I have only ever boycotted three things, and the results scare the hell out of me.
Last week I was so incensed about the Milly Dowler hacks that I sent a tweet . "Hacking Milly Dowler's voicemail and deleting evidence, how low can you get. Boycott News of the World now"  Sent on 4th July.
For me personally that was difficult in that I had never bought the paper in my life, so how exactly could I boycott it? Never mind, after a suitable period of figuration (that word was put in by the predictive text on the iPad, but it seems to work so I'm leaving it), I sent out the tweet, a pretty rare thing from me.

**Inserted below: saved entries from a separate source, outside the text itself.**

//! Configuration module for peerwatch.
//!
//! Loads configuration from environment variables with sensible defaults.

use std::env;
use std::str::FromStr;
use std::time::Duration;

/// Remote device session settings.
#[derive(Debug, Clone)]
pub struct SshConfig {
    pub host: String,
    pub port: u16,
    pub username: String,
    pub password: String,
    /// Bound on a single command round trip (default: 30s)
    pub command_timeout: Duration,
}

impl Default for SshConfig {
    fn default() -> Self {
        Self {
            host: "127.0.0.1".to_string(),
            port: 22,
            username: String::new(),
            password: String::new(),
            command_timeout: Duration::from_secs(30),
        }
    }
}

/// Poll cadence and failure backoff.
#[derive(Debug, Clone)]
pub struct ScheduleConfig {
    pub bgp_interval: Duration,
    pub interface_interval: Duration,
    pub backoff_base: Duration,
    pub backoff_max: Duration,
}

impl Default for ScheduleConfig {
    fn default() -> Self {
        Self {
            bgp_interval: Duration::from_secs(60),
            interface_interval: Duration::from_secs(60),
            backoff_base: Duration::from_secs(30),
            backoff_max: Duration::from_secs(600),
        }
    }
}

/// Thresholds the diff engine uses to derive events.
#[derive(Debug, Clone)]
pub struct DetectionConfig {
    pub flap_window: Duration,
    /// Flapping fires once transitions inside the window exceed this count.
    pub flap_threshold: usize,
    /// Per-poll increase of errors (in + out) that counts as a breach.
    pub error_delta_threshold: u64,
    /// Per-poll increase of discards (in + out) that counts as a breach.
    pub discard_delta_threshold: u64,
    /// Upper bound on waiting for an entity's write lock.
    pub lock_timeout: Duration,
}

impl Default for DetectionConfig {
    fn default() -> Self {
        Self {
            flap_window: Duration::from_secs(300),
            flap_threshold: 3,
            error_delta_threshold: 100,
            discard_delta_threshold: 1000,
            lock_timeout: Duration::from_millis(2000),
        }
    }
}

/// User-facing alerting gates.
#[derive(Debug, Clone)]
pub struct AlertConfig {
    pub bgp_down_enabled: bool,
    pub interface_down_enabled: bool,
    pub flapping_enabled: bool,
    /// Combined error/discard delta an error breach must exceed to become an alert.
    pub error_threshold: u64,
    /// Minimum gap between two alerts of the same type for the same source.
    pub cooldown: Duration,
}

impl Default for AlertConfig {
    fn default() -> Self {
        Self {
            bgp_down_enabled: true,
            interface_down_enabled: true,
            flapping_enabled: true,
            error_threshold: 100,
            cooldown: Duration::from_secs(300),
        }
    }
}

#[derive(Debug, Clone)]
pub struct RetentionConfig {
    pub history_days: i64,
    pub event_days: i64,
}

impl Default for RetentionConfig {
    fn default() -> Self {
        Self {
            history_days: 30,
            event_days: 60,
        }
    }
}

/// Monitor configuration loaded from environment variables.
#[derive(Debug, Clone)]
pub struct MonitorConfig {
    /// Path to the SQLite database file (default: "peerwatch.db")
    pub db_path: String,
    pub ssh: SshConfig,
    pub schedule: ScheduleConfig,
    pub detection: DetectionConfig,
    pub alerts: AlertConfig,
    pub retention: RetentionConfig,
}

impl Default for MonitorConfig {
    fn default() -> Self {
        Self {
            db_path: "peerwatch.db".to_string(),
            ssh: SshConfig::default(),
            schedule: ScheduleConfig::default(),
            detection: DetectionConfig::default(),
            alerts: AlertConfig::default(),
            retention: RetentionConfig::default(),
        }
    }
}

impl MonitorConfig {
    /// Load configuration from environment variables.
    ///
    /// Every variable is optional and prefixed with `PEERWATCH_`, e.g.
    /// `PEERWATCH_SSH_HOST`, `PEERWATCH_BGP_INTERVAL_SECS`,
    /// `PEERWATCH_ALERT_ERROR_THRESHOLD`. Values that fail to parse are
    /// reported and the default is kept.
    pub fn load() -> Self {
        Self::from_lookup(|name| env::var(name).ok())
    }

    fn from_lookup<F>(lookup: F) -> Self
    where
        F: Fn(&str) -> Option<String>,
    {
        let mut cfg = Self::default();
        let vars = Vars { lookup };

        if let Some(path) = vars.string("DB_PATH") {
            cfg.db_path = path;
        }

        if let Some(host) = vars.string("SSH_HOST") {
            cfg.ssh.host = host;
        }
        vars.parse("SSH_PORT", &mut cfg.ssh.port);
        if let Some(user) = vars.string("SSH_USER") {
            cfg.ssh.username = user;
        }
        if let Some(password) = vars.string("SSH_PASSWORD") {
            cfg.ssh.password = password;
        }
        vars.secs("COMMAND_TIMEOUT_SECS", &mut cfg.ssh.command_timeout);

        vars.secs("BGP_INTERVAL_SECS", &mut cfg.schedule.bgp_interval);
        vars.secs("INTERFACE_INTERVAL_SECS", &mut cfg.schedule.interface_interval);
        vars.secs("BACKOFF_BASE_SECS", &mut cfg.schedule.backoff_base);
        vars.secs("BACKOFF_MAX_SECS", &mut cfg.schedule.backoff_max);

        vars.secs("FLAP_WINDOW_SECS", &mut cfg.detection.flap_window);
        vars.parse("FLAP_THRESHOLD", &mut cfg.detection.flap_threshold);
        vars.parse("ERROR_DELTA_THRESHOLD", &mut cfg.detection.error_delta_threshold);
        vars.parse("DISCARD_DELTA_THRESHOLD", &mut cfg.detection.discard_delta_threshold);
        let mut lock_ms = cfg.detection.lock_timeout.as_millis() as u64;
        vars.parse("LOCK_TIMEOUT_MS", &mut lock_ms);
        cfg.detection.lock_timeout = Duration::from_millis(lock_ms);

        vars.parse("ALERT_BGP_DOWN_ENABLED", &mut cfg.alerts.bgp_down_enabled);
        vars.parse("ALERT_INTERFACE_DOWN_ENABLED", &mut cfg.alerts.interface_down_enabled);
        vars.parse("ALERT_FLAPPING_ENABLED", &mut cfg.alerts.flapping_enabled);
        vars.parse("ALERT_ERROR_THRESHOLD", &mut cfg.alerts.error_threshold);
        vars.secs("ALERT_COOLDOWN_SECS", &mut cfg.alerts.cooldown);

        vars.parse("HISTORY_RETENTION_DAYS", &mut cfg.retention.history_days);
        vars.parse("EVENT_RETENTION_DAYS", &mut cfg.retention.event_days);

        cfg.sanitize();
        cfg
    }

    /// Replace values that would stall the scheduler with their defaults.
    fn sanitize(&mut self) {
        let defaults = ScheduleConfig::default();
        if self.schedule.bgp_interval.is_zero() {
            self.schedule.bgp_interval = defaults.bgp_interval;
        }
        if self.schedule.interface_interval.is_zero() {
            self.schedule.interface_interval = defaults.interface_interval;
        }
        if self.schedule.backoff_max < self.schedule.backoff_base {
            self.schedule.backoff_max = self.schedule.backoff_base;
        }
        if self.ssh.command_timeout.is_zero() {
            self.ssh.command_timeout = SshConfig::default().command_timeout;
        }
    }
}

struct Vars<F> {
    lookup: F,
}

impl<F> Vars<F>
where
    F: Fn(&str) -> Option<String>,
{
    fn string(&self, name: &str) -> Option<String> {
        (self.lookup)(&format!("PEERWATCH_{}", name))
    }

    fn parse<T: FromStr>(&self, name: &str, target: &mut T) {
        if let Some(raw) = self.string(name) {
            match raw.trim().parse() {
                Ok(value) => *target = value,
                Err(_) => tracing::warn!("Ignoring invalid PEERWATCH_{}={:?}", name, raw),
            }
        }
    }

    fn secs(&self, name: &str, target: &mut Duration) {
        let mut secs = target.as_secs();
        self.parse(name, &mut secs);
        *target = Duration::from_secs(secs);
    }
}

I doubt if the closure of the paper arises directly from my action, I actually doubt if anyone else actually saw the tweet, but given what happened after my other boycotts I am left wondering.
My first boycott was of South African products, starting after Sharpeville and continuing until Nelson Mandella asked me to stop. I was part of an audience of a thousand or two at the ICC in Birmingham where he spoke. It wasn't quite a one to one conversation, but I was there and he did ask. After the meeting I drove up to Tescos at Five Ways in Birmingham and bought a South African apple and ate it sitting in the car. I wept, quite overcome with the emotion of seeing and hearing Mandella and with ending what had probably been the first political act of my grown up life. I was almost fifteen when Sharpeville happened.

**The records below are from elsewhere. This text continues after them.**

//! Retention manager for cleaning up old history and events.

use crate::config::RetentionConfig;
use crate::db::{DbError, RetentionReport, Store};

use chrono::{DateTime, Duration as ChronoDuration, Utc};
use std::sync::Arc;
use std::time::Duration;
use tokio::sync::Mutex;

const SWEEP_INTERVAL: Duration = Duration::from_secs(3600);

/// Manager for deleting data past retention periods.
pub struct RetentionManager {
    store: Arc<Store>,
    config: RetentionConfig,
    stop: Arc<Mutex<Option<tokio::sync::broadcast::Sender<()>>>>,
}

impl RetentionManager {
    pub fn new(store: Arc<Store>, config: RetentionConfig) -> Self {
        Self {
            store,
            config,
            stop: Arc::new(Mutex::new(None)),
        }
    }

    /// Start the retention manager background task.
    pub async fn start(&self) {
        let (tx, mut rx) = tokio::sync::broadcast::channel(1);
        *self.stop.lock().await = Some(tx);

        let store = self.store.clone();
        let config = self.config.clone();

        tokio::spawn(async move {
            let mut interval = tokio::time::interval(SWEEP_INTERVAL);

            loop {
                tokio::select! {
                    _ = rx.recv() => break,
                    _ = interval.tick() => {
                        if let Err(e) = process_retention(&store, &config, Utc::now()) {
                            tracing::error!("RetentionManager: sweep failed: {}", e);
                        }
                    }
                }
            }
        });
    }

    /// Stop the retention manager.
    pub async fn stop(&self) {
        let stop = self.stop.lock().await;
        if let Some(tx) = stop.as_ref() {
            let _ = tx.send(());
        }
    }
}

/// Delete history and events older than their retention windows. Latest
/// state and the command audit log are never touched.
pub fn process_retention(
    store: &Store,
    config: &RetentionConfig,
    now: DateTime<Utc>,
) -> Result<RetentionReport, DbError> {
    let history_cutoff = now - ChronoDuration::days(config.history_days);
    let event_cutoff = now - ChronoDuration::days(config.event_days);

    let report = store.purge_before(history_cutoff, event_cutoff)?;
    if report != RetentionReport::default() {
        tracing::info!(
            "RetentionManager: deleted {} BGP history, {} interface history, {} events",
            report.bgp_history,
            report.interface_history,
            report.events
        );
    }
    Ok(report)
}
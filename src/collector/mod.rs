//! Collector module: runs the query commands for one domain and assembles a
//! snapshot from their parsed output.

use crate::gateway::{CommandGateway, GatewayError};
use crate::parser::{
    parse_bgp_peers, parse_bgp_prefixes, parse_interface_statistics, parse_interfaces, BgpSnapshot,
    InterfaceSnapshot, ParseError,
};

use chrono::Utc;
use std::sync::Arc;
use thiserror::Error;

/// Collection error types.
#[derive(Error, Debug, Clone, PartialEq)]
pub enum CollectError {
    #[error("gateway error: {0}")]
    Gateway(#[from] GatewayError),
    #[error("parse error: {0}")]
    Parse(#[from] ParseError),
}

pub struct Collector {
    gateway: Arc<CommandGateway>,
}

impl Collector {
    pub fn new(gateway: Arc<CommandGateway>) -> Self {
        Self { gateway }
    }

    /// Collect the BGP peer table and per-peer prefix counts.
    pub async fn collect_bgp(&self) -> Result<BgpSnapshot, CollectError> {
        let output = self.gateway.execute("display bgp peer").await?;
        let mut peers = parse_bgp_peers(&output).map_err(rejected)?;

        for peer in &mut peers {
            let command = format!("display bgp routing-table peer {} received-routes", peer.peer_address);
            let output = self.gateway.execute(&command).await?;

            match parse_bgp_prefixes(&output) {
                Ok(counts) => {
                    peer.prefixes_received = Some(counts.received);
                    peer.prefixes_sent = Some(counts.sent);
                }
                Err(e) => {
                    tracing::warn!("No prefix counts for peer {}: {}", peer.peer_address, e.reason);
                }
            }
        }

        tracing::debug!("Collected {} BGP peers", peers.len());
        Ok(BgpSnapshot {
            taken_at: Utc::now(),
            peers,
        })
    }

    /// Collect the interface list and per-interface counters.
    pub async fn collect_interfaces(&self) -> Result<InterfaceSnapshot, CollectError> {
        let output = self.gateway.execute("display interface").await?;
        let mut interfaces = parse_interfaces(&output).map_err(rejected)?;

        for interface in &mut interfaces {
            let output = self
                .gateway
                .execute(&format!("display interface {}", interface.name))
                .await?;

            match parse_interface_statistics(&output) {
                Ok(stats) => interface.stats = Some(stats),
                // Keep whatever the list output carried for this block.
                Err(e) => {
                    tracing::warn!("No statistics for interface {}: {}", interface.name, e.reason);
                }
            }
        }

        tracing::debug!("Collected {} interfaces", interfaces.len());
        Ok(InterfaceSnapshot {
            taken_at: Utc::now(),
            interfaces,
        })
    }
}

fn rejected(e: ParseError) -> CollectError {
    tracing::debug!("Rejected output of '{}':\n{}", e.command, e.raw);
    CollectError::Parse(e)
}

When I worked in general practice many years later in Balsall Heath, a very inner city part of Birmingham, I used to see every day a piece of graffiti painted on the railway bridge - "Thatcher out, Mandela out" it said. At the time both seemed impossible.
My second boycott was of Sainsburys, the supermarket. Roy Griffiths (no relation), was their chief exec at the time, and did a report on the NHS for Mrs Thatcher. I was so incensed with the superficial analysis and potentially damaging effects that I gave up shopping in Sainsburys. At the time they were the leading supermarket, but once my boycott began, Tesco steadily overtook them and eventually got way ahead. I finally stopped the boycott a few years ago when Sainsburys ran a campaign on healthy food. I was President of the Faculty of Public Health at the time and at the launch event for the campaign. I was able to speak to the chief exec of Sainsburys. I told him personally that I was impressed with what they were doing and was therefore officially ending my boycott, since then their results seem to have improved.
I am trained as an epidemiologist, so I know a bit about interpreting cause and effect. Three out of three isn't bad, but it's hardly enough for me to take the credit for these momentous changes, but just in case I plan to continue to be very careful about what I boycott in the future.